#### Load the dataset, preprocess it

In [1]:
from utils import *
from pandas_profiling import ProfileReport
np.random.seed(2020)

dataset_df = get_table().dropna()
mask = (dataset_df['battery_plugged'] == 0) | (dataset_df['battery_plugged'] == 1)
dataset_df = dataset_df[mask]
# month in 8-12, 1-3, day in 1-31
# the following replacements keep 'monthday' chronologically sorted when hashed later
dataset_df['month'][dataset_df['month'] == 1] = 13
dataset_df['month'][dataset_df['month'] == 2] = 14
dataset_df['month'][dataset_df['month'] == 3] = 15
dataset_df['monthday'] = dataset_df['month']*100 + dataset_df['day']

text = 'packages_running_'
keep = [i for i in dataset_df.columns if text in i] + ['battery_plugged'] + ['battery_level'] + ['slot'] + ['monthday']
dataset_df = dataset_df[keep[:49] + keep[50:54] + keep[55:]]
dataset_df = dataset_df.dropna().T.drop_duplicates().T.reset_index()
dataset_df['md_key'] = hash_states(dataset_df['monthday'].to_numpy()[:,None])
dataset_df = dataset_df.drop(['monthday', 'slot'], axis=1)
dataset_df = dataset_df.drop(['packages_running_android', 'packages_running_com.android.calculator2',\
                             'packages_running_com.android.keychain','packages_running_com.android.packageinstaller',\
                             'packages_running_com.android.providers.applications', 'packages_running_com.android.providers.downloads',\
                             'packages_running_com.google.android.email', 'packages_running_edu.udo.cs.ess.mobidac.target',\
                             'packages_running_org.openintents.filemanager', 'packages_running_stream.android'], axis=1)

# get indices of dataset elements per day, so that we can use this partitioning of the data in training and validation
num_days = dataset_df['md_key'].to_numpy().max() + 1
# by day is a list that for each day, contains all dataset indices for that day
by_day = [np.array(dataset_df.index[dataset_df['md_key'] == i].tolist()) for i in range(num_days)]
# keep only days with at least 5 samples
by_day_filtered = [item for item in by_day if len(item) > 4]
# we can access day i by calling dataset_df.loc[by_day[i]]


# in this state space, battery plugged is the last column: activity_vectors[:,-1]
activity_vectors = dataset_df.drop(['index', 'battery_level', 'md_key'], axis=1).to_numpy()
targets = dataset_df['battery_level'].to_numpy()
print('Activity vectors shape:', activity_vectors.shape)
print('Targets shape:', targets.shape)
#profile = ProfileReport(dataset_df, title="Filtered Profiling Report")
#profile.to_file("filtered_report.html")

Activity vectors shape: (2445, 35)
Targets shape: (2445,)


#### Transform the state space

This is an interface for attempting some clustering, or some other informed pruning of the state space.

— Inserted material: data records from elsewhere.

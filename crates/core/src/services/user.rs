//! User and identity service.

use argon2::{
    Argon2,
    password_hash::{PasswordHash, PasswordHasher, PasswordVerifier, SaltString, rand_core::OsRng},
};
use civicwatch_common::{AppError, AppResult, IdGenerator, MediaStore};
use civicwatch_db::{
    entities::{user, user::Role},
    repositories::{ReportRepository, UserRepository},
};
use sea_orm::Set;
use serde::Deserialize;
use tracing::warn;
use validator::Validate;

use crate::services::Page;

/// User service for registration, sessions and admin user management.
#[derive(Clone)]
pub struct UserService {
    user_repo: UserRepository,
    report_repo: Option<ReportRepository>,
    media_store: Option<MediaStore>,
    id_gen: IdGenerator,
}

/// Reports fetched per round when clearing a deleted account's media.
const CLEANUP_BATCH: u64 = 100;

/// Input for registering a new user.
#[derive(Debug, Deserialize, Validate)]
pub struct RegisterInput {
    #[validate(length(min = 1, max = 100))]
    pub name: String,

    #[validate(email)]
    pub email: String,

    #[validate(length(min = 8, max = 128))]
    pub password: String,
}

/// Input for logging in.
#[derive(Debug, Deserialize, Validate)]
pub struct LoginInput {
    #[validate(email)]
    pub email: String,

    #[validate(length(min = 1, max = 128))]
    pub password: String,
}

impl UserService {
    /// Create a new user service.
    #[must_use]
    pub const fn new(user_repo: UserRepository) -> Self {
        Self {
            user_repo,
            report_repo: None,
            media_store: None,
            id_gen: IdGenerator::new(),
        }
    }

    /// Attach report access and a media store so deleted accounts also drop
    /// their reports' stored files.
    #[must_use]
    pub fn with_media_cleanup(mut self, report_repo: ReportRepository, store: MediaStore) -> Self {
        self.report_repo = Some(report_repo);
        self.media_store = Some(store);
        self
    }

    /// Register a new user and open a session.
    ///
    /// Returns the created user together with its session token.
    pub async fn register(&self, input: RegisterInput) -> AppResult<(user::Model, String)> {
        input.validate()?;

        let email = input.email.trim().to_lowercase();
        if self.user_repo.find_by_email(&email).await?.is_some() {
            return Err(AppError::Conflict("Email already registered".to_string()));
        }

        let password_hash = hash_password(&input.password)?;
        let token = self.id_gen.generate_token();

        let model = user::ActiveModel {
            id: Set(self.id_gen.generate()),
            name: Set(input.name.trim().to_string()),
            email: Set(email),
            password_hash: Set(password_hash),
            role: Set(Role::User),
            is_active: Set(true),
            token: Set(Some(token.clone())),
            created_at: Set(chrono::Utc::now().into()),
            updated_at: Set(None),
        };

        let created = self.user_repo.create(model).await?;
        Ok((created, token))
    }

    /// Authenticate with email and password, rotating the session token.
    pub async fn login(&self, input: LoginInput) -> AppResult<(user::Model, String)> {
        input.validate()?;

        let email = input.email.trim().to_lowercase();
        let user = self
            .user_repo
            .find_by_email(&email)
            .await?
            .ok_or(AppError::Unauthorized)?;

        if !verify_password(&input.password, &user.password_hash)? {
            return Err(AppError::Unauthorized);
        }

        if !user.is_active {
            return Err(AppError::Forbidden("Account is deactivated".to_string()));
        }

        // A fresh token per login invalidates older sessions.
        let token = self.id_gen.generate_token();
        let mut active: user::ActiveModel = user.into();
        active.token = Set(Some(token.clone()));
        active.updated_at = Set(Some(chrono::Utc::now().into()));
        let updated = self.user_repo.update(active).await?;

        Ok((updated, token))
    }

    /// Authenticate a user by session token.
    ///
    /// Deactivated accounts hold a token but may not act with it.
    pub async fn authenticate_by_token(&self, token: &str) -> AppResult<user::Model> {
        let user = self
            .user_repo
            .find_by_token(token)
            .await?
            .ok_or(AppError::Unauthorized)?;

        if !user.is_active {
            return Err(AppError::Forbidden("Account is deactivated".to_string()));
        }

        Ok(user)
    }

    /// Close a user's session by rotating the token, invalidating the
    /// one that was presented.
    pub async fn logout(&self, user_id: &str) -> AppResult<()> {
        let user = self.user_repo.get_by_id(user_id).await?;
        let mut active: user::ActiveModel = user.into();
        active.token = Set(Some(self.id_gen.generate_token()));
        active.updated_at = Set(Some(chrono::Utc::now().into()));
        self.user_repo.update(active).await?;
        Ok(())
    }

    /// Get a user by ID.
    pub async fn get(&self, id: &str) -> AppResult<user::Model> {
        self.user_repo.get_by_id(id).await
    }

    /// List users for the admin panel, optionally filtered by a search term.
    pub async fn list_users(
        &self,
        actor: &user::Model,
        search: Option<&str>,
        limit: u64,
        offset: u64,
    ) -> AppResult<Page<user::Model>> {
        require_admin(actor)?;

        let items = self.user_repo.list(search, limit, offset).await?;
        let total = self.user_repo.count(search).await?;
        Ok(Page {
            items,
            total,
            limit,
            offset,
        })
    }

    /// Change a user's role. Admins may not change their own role.
    pub async fn set_role(
        &self,
        actor: &user::Model,
        user_id: &str,
        role: Role,
    ) -> AppResult<user::Model> {
        require_admin(actor)?;
        if actor.id == user_id {
            return Err(AppError::Validation(
                "Cannot change your own role".to_string(),
            ));
        }

        let user = self.user_repo.get_by_id(user_id).await?;
        let mut active: user::ActiveModel = user.into();
        active.role = Set(role);
        active.updated_at = Set(Some(chrono::Utc::now().into()));
        self.user_repo.update(active).await
    }

    /// Activate or deactivate an account. Admins may not deactivate themselves.
    ///
    /// Deactivation also clears the session token, ending any open session.
    pub async fn set_active(
        &self,
        actor: &user::Model,
        user_id: &str,
        is_active: bool,
    ) -> AppResult<user::Model> {
        require_admin(actor)?;
        if actor.id == user_id {
            return Err(AppError::Validation(
                "Cannot change your own account status".to_string(),
            ));
        }

        let user = self.user_repo.get_by_id(user_id).await?;
        let mut active: user::ActiveModel = user.into();
        active.is_active = Set(is_active);
        if !is_active {
            active.token = Set(None);
        }
        active.updated_at = Set(Some(chrono::Utc::now().into()));
        self.user_repo.update(active).await
    }

    /// Delete an account. Admins may not delete themselves. The user's
    /// reports and upvotes cascade at the schema level; stored media for
    /// those reports is removed best-effort before the row goes away.
    pub async fn delete_user(&self, actor: &user::Model, user_id: &str) -> AppResult<()> {
        require_admin(actor)?;
        if actor.id == user_id {
            return Err(AppError::Validation(
                "Cannot delete your own account".to_string(),
            ));
        }

        if let (Some(report_repo), Some(store)) = (&self.report_repo, &self.media_store) {
            let mut offset = 0;
            loop {
                let batch = report_repo
                    .find_by_owner(user_id, CLEANUP_BATCH, offset)
                    .await?;
                for report in &batch {
                    for attachment in report.attachments() {
                        let Some(key) = store.key_for_url(&attachment.url) else {
                            continue;
                        };
                        if let Err(e) = store.delete(&key).await {
                            warn!(user_id = %user_id, key = %key, error = %e, "Failed to delete media file");
                        }
                    }
                }
                if (batch.len() as u64) < CLEANUP_BATCH {
                    break;
                }
                offset += CLEANUP_BATCH;
            }
        }

        self.user_repo.delete(user_id).await
    }
}

/// Gate admin-only operations on the actor's role.
fn require_admin(actor: &user::Model) -> AppResult<()> {
    if actor.is_admin() {
        Ok(())
    } else {
        Err(AppError::Forbidden("Admin role required".to_string()))
    }
}

/// Hash a password with Argon2id and a random salt.
fn hash_password(password: &str) -> AppResult<String> {
    let salt = SaltString::generate(&mut OsRng);
    let argon2 = Argon2::default();

    argon2
        .hash_password(password.as_bytes(), &salt)
        .map(|h| h.to_string())
        .map_err(|e| AppError::Internal(format!("Failed to hash password: {e}")))
}

/// Verify a password against a stored Argon2 hash.
fn verify_password(password: &str, hash: &str) -> AppResult<bool> {
    let parsed_hash =
        PasswordHash::new(hash).map_err(|e| AppError::Internal(format!("Invalid hash: {e}")))?;

    Ok(Argon2::default()
        .verify_password(password.as_bytes(), &parsed_hash)
        .is_ok())
}

#[cfg(test)]
#[allow(clippy::unwrap_used)]
mod tests {
    use super::*;
    use std::sync::Arc;

    use chrono::Utc;
    use sea_orm::{DatabaseBackend, MockDatabase};

    fn create_test_user(id: &str, email: &str, is_active: bool) -> user::Model {
        user::Model {
            id: id.to_string(),
            name: "Test User".to_string(),
            email: email.to_string(),
            password_hash: hash_password("correct horse").unwrap(),
            role: Role::User,
            is_active,
            token: Some("tok123".to_string()),
            created_at: Utc::now().into(),
            updated_at: None,
        }
    }

    fn service_with(results: Vec<Vec<user::Model>>) -> UserService {
        let db = Arc::new(
            MockDatabase::new(DatabaseBackend::Postgres)
                .append_query_results(results)
                .into_connection(),
        );
        UserService::new(UserRepository::new(db))
    }

    #[test]
    fn test_hash_password() {
        let hash = hash_password("test_password_123").unwrap();
        assert!(hash.starts_with("$argon2"));
    }

    #[test]
    fn test_verify_password_correct() {
        let hash = hash_password("test_password_123").unwrap();
        assert!(verify_password("test_password_123", &hash).unwrap());
    }

    #[test]
    fn test_verify_password_incorrect() {
        let hash = hash_password("test_password_123").unwrap();
        assert!(!verify_password("wrong_password", &hash).unwrap());
    }

    #[test]
    fn test_verify_password_invalid_hash() {
        assert!(verify_password("test", "invalid_hash").is_err());
    }

    #[test]
    fn test_register_input_rejects_short_password() {
        let input = RegisterInput {
            name: "Ada".to_string(),
            email: "ada@example.com".to_string(),
            password: "short".to_string(),
        };
        assert!(input.validate().is_err());
    }

    #[test]
    fn test_register_input_rejects_bad_email() {
        let input = RegisterInput {
            name: "Ada".to_string(),
            email: "not-an-email".to_string(),
            password: "long enough password".to_string(),
        };
        assert!(input.validate().is_err());
    }

    #[tokio::test]
    async fn test_register_duplicate_email() {
        let existing = create_test_user("u1", "ada@example.com", true);
        let service = service_with(vec![vec![existing]]);

        let result = service
            .register(RegisterInput {
                name: "Ada".to_string(),
                email: "Ada@Example.com".to_string(),
                password: "long enough password".to_string(),
            })
            .await;

        assert!(matches!(result, Err(AppError::Conflict(_))));
    }

    #[tokio::test]
    async fn test_authenticate_by_token_unknown() {
        let service = service_with(vec![vec![]]);

        let result = service.authenticate_by_token("nope").await;
        assert!(matches!(result, Err(AppError::Unauthorized)));
    }

    #[tokio::test]
    async fn test_authenticate_by_token_deactivated() {
        let user = create_test_user("u1", "ada@example.com", false);
        let service = service_with(vec![vec![user]]);

        let result = service.authenticate_by_token("tok123").await;
        assert!(matches!(result, Err(AppError::Forbidden(_))));
    }

    #[tokio::test]
    async fn test_login_wrong_password() {
        let user = create_test_user("u1", "ada@example.com", true);
        let service = service_with(vec![vec![user]]);

        let result = service
            .login(LoginInput {
                email: "ada@example.com".to_string(),
                password: "wrong".to_string(),
            })
            .await;

        assert!(matches!(result, Err(AppError::Unauthorized)));
    }

    #[tokio::test]
    async fn test_login_deactivated_account() {
        let user = create_test_user("u1", "ada@example.com", false);
        let service = service_with(vec![vec![user]]);

        let result = service
            .login(LoginInput {
                email: "ada@example.com".to_string(),
                password: "correct horse".to_string(),
            })
            .await;

        assert!(matches!(result, Err(AppError::Forbidden(_))));
    }

    fn admin_user(id: &str) -> user::Model {
        let mut user = create_test_user(id, "admin@example.com", true);
        user.role = Role::Admin;
        user
    }

    #[tokio::test]
    async fn test_set_role_rejects_self() {
        let service = service_with(vec![]);
        let admin = admin_user("u1");

        let result = service.set_role(&admin, "u1", Role::User).await;
        assert!(matches!(result, Err(AppError::Validation(_))));
    }

    #[tokio::test]
    async fn test_set_active_rejects_self() {
        let service = service_with(vec![]);
        let admin = admin_user("u1");

        let result = service.set_active(&admin, "u1", false).await;
        assert!(matches!(result, Err(AppError::Validation(_))));
    }

    #[tokio::test]
    async fn test_delete_user_rejects_self() {
        let service = service_with(vec![]);
        let admin = admin_user("u1");

        let result = service.delete_user(&admin, "u1").await;
        assert!(matches!(result, Err(AppError::Validation(_))));
    }

    #[tokio::test]
    async fn test_admin_ops_reject_non_admin() {
        let service = service_with(vec![]);
        let plain = create_test_user("u1", "u1@example.com", true);

        let result = service.set_role(&plain, "u2", Role::Admin).await;
        assert!(matches!(result, Err(AppError::Forbidden(_))));

        let result = service.list_users(&plain, None, 20, 0).await;
        assert!(matches!(result, Err(AppError::Forbidden(_))));
    }
}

It is however necessary that the outputs of the state space transform are still binary vectors, as this guarantees compatibility with later modules. Also, the final column activity_vectors$[:,-1]$ should remain untouched, as it stores the battery_plugged state which we need for the regressor split later.

In [2]:
def state_space_transform(activity_vectors, mode='Id'):
    if mode == 'Id':
        out = activity_vectors[:,:-1]
    elif mode == 'Clown':
        out = np.ones_like(activity_vectors[:,:-1])
    else:
        raise NotImplementedError("Unknown state space transform!")
    return np.concatenate([out, activity_vectors[:,-1, None]], axis=1)
        
states = state_space_transform(activity_vectors, mode='Id')
print('States shape:', states.shape)

States shape: (2445, 35)


#### Assign labels to the states

This assigns an integer label to each unique state, allowing us to connect different data structures in a way that we always know which states they are representing.

In [3]:
out_labels = hash_states(states)
dataset_df['out_labels'] = out_labels
helper_states = lookup_states(np.arange(0, out_labels.max()+1), dataset_df['out_labels'].values, states)
num_unique_states = out_labels.max()+1
print('Number of unique states:', num_unique_states)

hash_by_day = [dataset_df['out_labels'].loc[inds].values for inds in by_day_filtered]
print('by_day_filtered example:', by_day_filtered[18])
print('hash_by_day example:    ', hash_by_day[18])

Number of unique states: 637
by_day_filtered example: [448 449 450 451 452 453 454]
hash_by_day example:     [ 26 158 158 158 158 156 156]


#### Get training, validation and test sets for the prediction component

This is just a dummy implementation, the validation scheme on the task description can be implemented when we are aware of all interactions between all modules.

In [4]:
ind_set = np.arange(len(hash_by_day))
ind_set = np.random.permutation(ind_set).astype(int)

split = 0.90
ind_set_train = ind_set[:int(split*len(ind_set))]
ind_set_valid = ind_set[int(split*len(ind_set)):]

print('Number of sequences in training set:', len(ind_set_train))
print('Number of sequences in validation set:', len(ind_set_valid))

train_set_prediction = [hash_by_day[ind] for ind in ind_set_train]
valid_set_prediction = [hash_by_day[ind] for ind in ind_set_valid]

P = fit_predictor(train_set_prediction, num_unique_states, mode='MAP')
print('Transition matrix shape:', P.shape)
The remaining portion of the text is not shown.